═════ DATA FOR REVIEW ═════
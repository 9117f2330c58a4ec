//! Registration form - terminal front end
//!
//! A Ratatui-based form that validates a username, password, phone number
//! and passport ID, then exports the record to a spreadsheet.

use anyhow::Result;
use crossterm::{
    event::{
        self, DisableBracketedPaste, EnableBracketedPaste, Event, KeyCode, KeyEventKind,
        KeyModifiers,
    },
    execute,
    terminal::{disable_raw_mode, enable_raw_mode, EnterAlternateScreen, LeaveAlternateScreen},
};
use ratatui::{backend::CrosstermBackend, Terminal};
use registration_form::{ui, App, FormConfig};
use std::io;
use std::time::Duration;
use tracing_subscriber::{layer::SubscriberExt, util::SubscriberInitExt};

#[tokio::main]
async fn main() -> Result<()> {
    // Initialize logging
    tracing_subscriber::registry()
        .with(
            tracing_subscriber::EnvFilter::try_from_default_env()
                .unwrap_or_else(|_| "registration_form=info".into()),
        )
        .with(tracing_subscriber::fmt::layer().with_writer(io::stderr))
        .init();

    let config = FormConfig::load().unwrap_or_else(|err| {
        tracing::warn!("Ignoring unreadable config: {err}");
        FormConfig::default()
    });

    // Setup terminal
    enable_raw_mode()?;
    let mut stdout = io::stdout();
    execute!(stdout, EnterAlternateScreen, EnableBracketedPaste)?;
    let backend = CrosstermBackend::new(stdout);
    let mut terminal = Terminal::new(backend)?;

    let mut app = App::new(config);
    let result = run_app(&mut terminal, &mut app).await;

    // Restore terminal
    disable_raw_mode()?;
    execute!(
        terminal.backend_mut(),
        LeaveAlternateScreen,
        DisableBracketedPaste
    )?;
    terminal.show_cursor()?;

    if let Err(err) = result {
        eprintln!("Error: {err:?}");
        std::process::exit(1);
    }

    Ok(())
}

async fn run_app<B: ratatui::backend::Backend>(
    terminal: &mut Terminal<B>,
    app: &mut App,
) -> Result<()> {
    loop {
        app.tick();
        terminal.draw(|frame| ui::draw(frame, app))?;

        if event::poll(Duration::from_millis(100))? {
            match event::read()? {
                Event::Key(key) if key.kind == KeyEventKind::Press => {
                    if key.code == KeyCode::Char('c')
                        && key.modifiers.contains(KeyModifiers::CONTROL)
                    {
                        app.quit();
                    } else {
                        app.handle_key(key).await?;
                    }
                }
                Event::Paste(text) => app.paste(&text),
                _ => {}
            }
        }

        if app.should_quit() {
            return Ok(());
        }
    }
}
═════
═════ DATA FOR REVIEW ═════
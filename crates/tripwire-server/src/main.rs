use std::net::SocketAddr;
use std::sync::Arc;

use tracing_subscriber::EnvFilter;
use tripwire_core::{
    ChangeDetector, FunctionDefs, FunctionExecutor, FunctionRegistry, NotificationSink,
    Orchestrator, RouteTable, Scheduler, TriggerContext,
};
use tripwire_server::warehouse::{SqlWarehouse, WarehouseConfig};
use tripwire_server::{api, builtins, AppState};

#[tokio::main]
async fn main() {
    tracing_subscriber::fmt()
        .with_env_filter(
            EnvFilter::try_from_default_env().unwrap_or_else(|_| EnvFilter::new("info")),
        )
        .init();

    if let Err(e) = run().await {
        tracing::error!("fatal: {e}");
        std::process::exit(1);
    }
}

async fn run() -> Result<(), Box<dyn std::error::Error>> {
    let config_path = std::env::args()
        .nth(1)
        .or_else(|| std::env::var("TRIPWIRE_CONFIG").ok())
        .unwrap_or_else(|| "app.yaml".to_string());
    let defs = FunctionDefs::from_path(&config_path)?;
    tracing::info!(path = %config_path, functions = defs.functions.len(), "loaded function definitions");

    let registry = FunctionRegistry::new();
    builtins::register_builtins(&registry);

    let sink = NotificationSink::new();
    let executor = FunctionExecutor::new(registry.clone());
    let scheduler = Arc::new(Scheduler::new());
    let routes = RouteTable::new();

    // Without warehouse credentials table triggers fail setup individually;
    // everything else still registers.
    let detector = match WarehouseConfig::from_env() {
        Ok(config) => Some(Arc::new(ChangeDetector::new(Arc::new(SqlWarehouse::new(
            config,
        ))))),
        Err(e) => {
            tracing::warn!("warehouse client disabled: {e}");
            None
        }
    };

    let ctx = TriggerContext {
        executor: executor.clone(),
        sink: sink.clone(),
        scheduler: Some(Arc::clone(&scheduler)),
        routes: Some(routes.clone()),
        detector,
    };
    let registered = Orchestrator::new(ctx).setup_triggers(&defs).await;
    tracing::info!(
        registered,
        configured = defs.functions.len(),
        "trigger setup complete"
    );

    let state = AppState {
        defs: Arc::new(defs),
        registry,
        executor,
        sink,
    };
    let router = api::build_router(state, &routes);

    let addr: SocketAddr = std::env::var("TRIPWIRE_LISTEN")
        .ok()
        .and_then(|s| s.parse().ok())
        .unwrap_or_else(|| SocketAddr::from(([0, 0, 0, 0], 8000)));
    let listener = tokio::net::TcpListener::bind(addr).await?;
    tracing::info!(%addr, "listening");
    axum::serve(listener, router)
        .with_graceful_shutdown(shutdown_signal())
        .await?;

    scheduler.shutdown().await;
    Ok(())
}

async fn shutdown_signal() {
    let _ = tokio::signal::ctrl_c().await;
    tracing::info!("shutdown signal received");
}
═════
> _EXERCISE DIRECTIONS_:
Go through the entries above and pull out each line with "RouteTable" in it.

> _SOLUTION FOR THIS TASK_:
    Orchestrator, RouteTable, Scheduler, TriggerContext,
    let routes = RouteTable::new();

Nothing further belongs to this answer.